Chad Van Gaalen “Soft Airplane” – I like some individual songs here (“TMNT Mask” and “Bare Feet on Wet Griptape” the chorus of which sounds like old Rolling Stones to me) but overall I find this album so stylistically scattered that I can’t figure out if I’m listening to an album or shuffle when it comes on. (And I really don’t like “Frozen Energon” at all. Ick.) Sometimes falsetto, sometimes not, arrangements all over the place. I’ve seen mentions of this album lots of places but I just can’t find my way into it.

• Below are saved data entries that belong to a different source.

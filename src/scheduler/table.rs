use crate::util::Interval;
use crate::{Direction, VehicleId};
use itertools::Itertools;

/// A vehicle's authorisation to occupy the crossing zone.
#[derive(Clone, Copy, Debug, PartialEq)]
pub struct Reservation {
    /// The vehicle holding the reservation.
    pub vehicle_id: VehicleId,
    /// The direction the vehicle requested to cross towards.
    pub turn: Direction,
    /// The time window, `[start, end)` in s.
    pub window: Interval<f64>,
}

impl Reservation {
    /// Whether the two reservations would put vehicles with incompatible
    /// directions in the crossing zone at the same time.
    pub fn conflicts_with(&self, other: &Reservation) -> bool {
        !self.turn.compatible_with(other.turn) && self.window.overlaps(&other.window)
    }
}

/// The accepted reservations, at most one per vehicle,
/// kept sorted by the start of their window.
#[derive(Clone, Debug, Default)]
pub struct ReservationTable {
    entries: Vec<Reservation>,
}

impl ReservationTable {
    /// Creates an empty table.
    pub fn new() -> Self {
        Default::default()
    }

    /// Inserts a reservation, replacing any the vehicle already holds.
    /// Returns the replaced reservation.
    pub fn insert(&mut self, reservation: Reservation) -> Option<Reservation> {
        let replaced = self.remove(reservation.vehicle_id);
        let idx = self
            .entries
            .iter()
            .position(|r| r.window.min > reservation.window.min)
            .unwrap_or(self.entries.len());
        self.entries.insert(idx, reservation);
        replaced
    }

    /// Removes the vehicle's reservation, if it holds one.
    pub fn remove(&mut self, vehicle_id: VehicleId) -> Option<Reservation> {
        let idx = self
            .entries
            .iter()
            .position(|r| r.vehicle_id == vehicle_id)?;
        Some(self.entries.remove(idx))
    }

    /// Gets the vehicle's reservation, if it holds one.
    pub fn get(&self, vehicle_id: VehicleId) -> Option<&Reservation> {
        self.entries.iter().find(|r| r.vehicle_id == vehicle_id)
    }

    /// Iterates over the reservations in order of their start time.
    pub fn iter(&self) -> impl Iterator<Item = &Reservation> {
        self.entries.iter()
    }

    pub fn len(&self) -> usize {
        self.entries.len()
    }

    pub fn is_empty(&self) -> bool {
        self.entries.is_empty()
    }

    /// Finds every pair of reservations which conflict with each other.
    /// Empty unless the scheduler's invariant has been broken.
    pub fn conflicting_pairs(&self) -> Vec<(VehicleId, VehicleId)> {
        self.entries
            .iter()
            .tuple_combinations()
            .filter(|(a, b)| a.conflicts_with(b))
            .map(|(a, b)| (a.vehicle_id, b.vehicle_id))
            .collect()
    }
}
#[cfg(feature = "debug")]
use crate::debug::take_debug_frame;
use crate::math::Rect;
use crate::road::{Orientation, Road};
use crate::vehicle::{Vehicle, VehicleAttributes};
use crate::{
    Config, Direction, Error, Instruction, Intersection, IntersectionGeometry, VehicleId,
    VehicleSet, VehicleState,
};
use rand::Rng;
use rand_distr::Distribution;

/// New vehicles cruise up to this much below the speed limit, in m/s.
const SPAWN_SPEED_SPREAD: f64 = 5.0; // m/s

/// A simulation of two roads crossing at an unsignalised intersection.
pub struct Simulation {
    /// The simulation parameters.
    config: Config,
    /// The extents of the world.
    world: Rect,
    /// The horizontal and vertical roads, in that order.
    roads: [Road; 2],
    /// The intersection where the roads cross.
    intersection: Intersection,
    /// The vehicles being simulated.
    vehicles: VehicleSet,
    /// The simulation time in s.
    time: f64,
    /// The current frame of simulation.
    frame: usize,
    /// Debugging information from the previously simulated frame.
    #[cfg(feature = "debug")]
    debug: serde_json::Value,
}

impl Simulation {
    /// Creates a new simulation with two roads crossing at the centre of the world.
    pub fn new(config: Config) -> Result<Self, Error> {
        config.validate()?;
        let world = Rect::new(0.0, 0.0, config.world_width, config.world_height);
        let roads = [
            Road::new(Orientation::Horizontal, 0.5, config.road_width, &world),
            Road::new(Orientation::Vertical, 0.5, config.road_width, &world),
        ];
        let geometry =
            IntersectionGeometry::build(roads[0].rect(), roads[1].rect(), config.factor)?;
        let intersection = Intersection::new(geometry, &config);
        Ok(Self {
            config,
            world,
            roads,
            intersection,
            vehicles: VehicleSet::with_key(),
            time: 0.0,
            frame: 0,
            #[cfg(feature = "debug")]
            debug: serde_json::Value::Null,
        })
    }

    pub fn config(&self) -> &Config {
        &self.config
    }

    /// The extents of the world.
    pub fn world(&self) -> &Rect {
        &self.world
    }

    pub fn roads(&self) -> &[Road] {
        &self.roads
    }

    pub fn intersection(&self) -> &Intersection {
        &self.intersection
    }

    /// Adds a vehicle at the start of the road running along `heading`.
    pub fn add_vehicle(&mut self, attributes: &VehicleAttributes, heading: Direction) -> VehicleId {
        let road = if heading.is_horizontal() {
            &self.roads[0]
        } else {
            &self.roads[1]
        };
        let rear = road.spawn_point(heading, attributes.width);
        self.vehicles
            .insert_with_key(|id| Vehicle::new(id, attributes, heading, rear))
    }

    /// Adds a vehicle travelling in a random direction along a random road.
    ///
    /// Its length is drawn from the configured distribution and it cruises
    /// somewhat below the speed limit.
    pub fn spawn_random_vehicle<R: Rng>(&mut self, rng: &mut R) -> VehicleId {
        let road = &self.roads[rng.gen_range(0..self.roads.len())];
        let heading = road.directions()[rng.gen_range(0..2)];
        let lengths = &self.config.vehicle_lengths;
        let attributes = VehicleAttributes {
            length: lengths[rng.gen_range(0..lengths.len())],
            width: self.config.vehicle_width,
            cruise_speed: f64::max(
                self.config.speed_limit - rng.gen_range(0.0..=SPAWN_SPEED_SPREAD),
                self.config.min_speed,
            ),
        };
        self.add_vehicle(&attributes, heading)
    }

    /// Removes a vehicle from the simulation, along with its reservation.
    pub fn remove_vehicle(&mut self, id: VehicleId) {
        if self.vehicles.remove(id).is_some() {
            self.intersection.forget(id);
        }
    }

    /// Randomly assigns each vehicle a cruising speed, which is sampled from
    /// a normal distribution centred on the speed limit with a standard deviation
    /// of `stddev` times the speed limit.
    pub fn randomise_cruise_speeds(&mut self, stddev: f64) -> Result<(), Error> {
        let mut rand = rand::thread_rng();
        let distr = rand_distr::Normal::new(1.0, stddev)
            .map_err(|err| Error::InvalidConfig(format!("standard deviation {stddev}: {err}")))?;
        for (_, vehicle) in &mut self.vehicles {
            let factor = distr.sample(&mut rand).clamp(0.75, 1.25);
            vehicle.set_cruise_vel(factor * self.config.speed_limit);
        }
        Ok(())
    }

    /// Sends a speed instruction to a vehicle.
    pub fn apply_instruction(&mut self, instruction: &Instruction) -> Result<(), Error> {
        let vehicle = self
            .vehicles
            .get_mut(instruction.vehicle_id)
            .ok_or(Error::UnknownVehicle(instruction.vehicle_id))?;
        vehicle.apply_instruction(instruction);
        Ok(())
    }

    /// Advances the simulation by `dt` seconds.
    ///
    /// The intersection observes the vehicles at the start of the step, and
    /// the vehicles then move at the speeds in effect at that time.
    pub fn step(&mut self, dt: f64) {
        self.update_intersection();
        self.integrate(dt);
        self.remove_exited_vehicles();
        self.time += dt;
        self.frame += 1;

        #[cfg(feature = "debug")]
        {
            self.debug = take_debug_frame();
        }
    }

    /// Gets the current simulation time in s.
    pub fn time(&self) -> f64 {
        self.time
    }

    /// Gets the current simulation frame index.
    pub fn frame(&self) -> usize {
        self.frame
    }

    /// Returns an iterator over all the vehicles in the simulation.
    pub fn iter_vehicles(&self) -> impl Iterator<Item = &Vehicle> {
        self.vehicles.values()
    }

    /// Gets a reference to the vehicle with the given ID.
    pub fn get_vehicle(&self, vehicle_id: VehicleId) -> Option<&Vehicle> {
        self.vehicles.get(vehicle_id)
    }

    /// Gets the debugging information for the previously simulated frame as JSON array.
    #[cfg(feature = "debug")]
    pub fn debug(&mut self) -> serde_json::Value {
        self.debug.clone()
    }

    /// Lets the intersection observe the vehicles and hands out its instructions.
    fn update_intersection(&mut self) {
        let states = self
            .vehicles
            .values()
            .map(VehicleState::from)
            .collect::<Vec<_>>();
        for instruction in self.intersection.on_tick(self.time, &states) {
            if let Err(err) = self.apply_instruction(&instruction) {
                log::warn!("dropping instruction {instruction:?}: {err}");
            }
        }
    }

    /// Moves all vehicles along their headings.
    fn integrate(&mut self, dt: f64) {
        for (_, vehicle) in &mut self.vehicles {
            vehicle.integrate(self.time, dt);
        }
    }

    /// Removes vehicles which have driven out of the world.
    fn remove_exited_vehicles(&mut self) {
        let exited = self
            .vehicles
            .iter()
            .filter(|(_, vehicle)| vehicle.has_exited(&self.world))
            .map(|(id, _)| id)
            .collect::<Vec<_>>();
        for vehicle_id in exited {
            self.remove_vehicle(vehicle_id);
        }
    }
}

Shamefully have either not listened to at all, or not all the way through, or so few times that I can’t legitimately offer an opinion:

Brendan Canning “Something for All of Us” – My general impression of this is a good one. But I really haven’t listened to it more than once or twice so far. The title track is nice, dark and dirty (like Joseph Arthur).

DVD: Death Race

Nothing more than an action movie chockfull of explosions and car chases. But for what it is? Pretty entertaining. (Far more entertaining than the movie I watched yesterday.) Maybe not enough hand-to-hand fighting for a prison movie (not enough shirtless scenes, certainly).

A combination of Mad Max, futuristic prison scenes, and The Fast & The Furious stylized car races/chases. It did a nice job of whiling away two hours for me and I certainly wasn’t bored, even though I was sometimes laughing when I maybe wasn’t supposed to be.

Really, my only question is: What the fuck is Joan Allen doing in this movie?

DVD: Pineapple Express

My conservative estimation would be: 90% stupid, 7.5% ludicrous and 2.5% occasionally funny. James Franco was good, for what the part was worth, but Seth Rogen seemed like he was just going through the motions, and all the yelling during the first half? Boring. Most of the other acting was bad, and one guy was so incredibly bad that every time he came on screen I felt like I was watching someone’s bad “home audition” movie.

I *think* this wanted to be to drug movies what Hot Fuzz is to cop movies. But it so was not.
I am completely baffled by its lack of funniness, given the reviews it has gotten.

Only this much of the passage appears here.